Nevertheless, this study is limited by several factors. First, despite the heterogeneity of Colombian samples, it may not be representative of the general population from different countries who are being affected differently by COVID-19 pandemic. These results should be replicated in other countries with more heterogeneous samples. Secondly, the temporal stability of the SASS-14 was not assessed in this study. Thus, it would be useful to evaluate the temporal consistency of the scale in future interventions. Third, the weight of some items loading in factors 2 and 4 of the SASS-14 (see Table 1) could be considered low or moderated (i.e., 0.50 and 0.51). However, it has been noted in recent similar studies that it is common in social science research to consider lower weights explained as satisfactory [47]. In this instance, decisions regarding items to retain should also include considerations of theoretical content.

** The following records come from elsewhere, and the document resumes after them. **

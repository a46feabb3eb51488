use std::env;
use std::path::PathBuf;
use std::sync::Arc;

use anyhow::{bail, Context, Result};
use tracing::info;

use sketch_runner::core::BoardProfile;
use sketch_runner::serial::SystemSerialLink;
use sketch_runner::transport::StdoutSink;
use sketch_runner::workspace::WorkspaceLayout;
use sketch_runner::{ArduinoRunner, SketchRunner};

fn board_by_name(name: &str) -> Option<BoardProfile> {
    match name {
        "uno" => Some(BoardProfile::uno()),
        "leonardo" => Some(BoardProfile::leonardo()),
        "mega2560" => Some(BoardProfile::mega2560()),
        "makeymakey" => Some(BoardProfile::makey_makey()),
        _ => None,
    }
}

#[tokio::main]
async fn main() -> Result<()> {
    // Initialize logging
    tracing_subscriber::fmt::init();

    let args: Vec<String> = env::args().collect();
    if args.len() != 4 {
        bail!("usage: sketch-runner <uno|leonardo|mega2560|makeymakey> <port> <sketch.ino>");
    }

    let Some(board) = board_by_name(&args[1]) else {
        bail!("unknown board: {}", args[1]);
    };
    let port = args[2].clone();
    let sketch = tokio::fs::read(&args[3])
        .await
        .with_context(|| format!("reading sketch {}", args[3]))?;

    let root = env::var("SKETCH_WORKSPACE")
        .map(PathBuf::from)
        .unwrap_or_else(|_| env::temp_dir().join("sketch-runner"));
    let arduino_dir = env::var("ARDUINO_HOME")
        .map(PathBuf::from)
        .unwrap_or_else(|_| root.join("Arduino"));
    let extensions = env::var("EXTENSION_LIBRARIES").ok().map(PathBuf::from);

    let workspace = WorkspaceLayout::new(root, arduino_dir, extensions);
    let mut runner = ArduinoRunner::new(
        board,
        workspace,
        port,
        Arc::new(SystemSerialLink::new()),
        Arc::new(StdoutSink),
    );

    info!("building sketch");
    runner.build(&sketch).await?;

    info!("flashing board");
    runner.flash(None).await?;

    info!("done");
    Ok(())
}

Despite these limitations, it is worthy to mention some important strengths and clinical implications for the tool SASS-14. Firstly, screening self-care activities in general people could help to address future deeper evaluations and conduct interventions more targeted to specific groups who can be at risk to develop unhealthy behaviours, and hence, their health status. Research on self-care suggests that people can delay or prevent many health problems related to stress exposition, in which an unhealthy lifestyle or lack of self-care is well established as a key causative agent [1]. Likewise, The SASS-14 can be used as a short screen tool to explore self-care activities during lockdown experiences in order to prevent future health complications and identify those who would benefit most from receiving supplemental physical and psychological support during this complex situation. The SASS-14 is brief, quick and available online to complete, meaning healthcare professionals could easily administer it remotely to screen general and clinical population’s healthy routines during confinement. Furthermore, future research could also assess whether the SASS-14 is associated with later health behaviours as this would highlight the importance of using this tool to screen self-care as an important prerequisite to engage in healthy lifestyle choices. Moreover, measures related to interconnected elements of self-care, such as, self-care agency and self-care efficacy should be evaluated in combination with SASS-14 to ensure a good comprehension of the self-care process.

Conclusions

The SASS-14 is a short, reliable tool which appears to validly measure self-care activities in Spanish-speaker general population during a confinement situation. Clinically, this tool could be especially useful for exploring quickly promoting health behaviours in general population. Likewise, this tool can be also very helpful to screen self-care during stressful experiences as confinement situations can result. Further research should aim to replicate these results to understand if this construct can be reliably measured in other countries.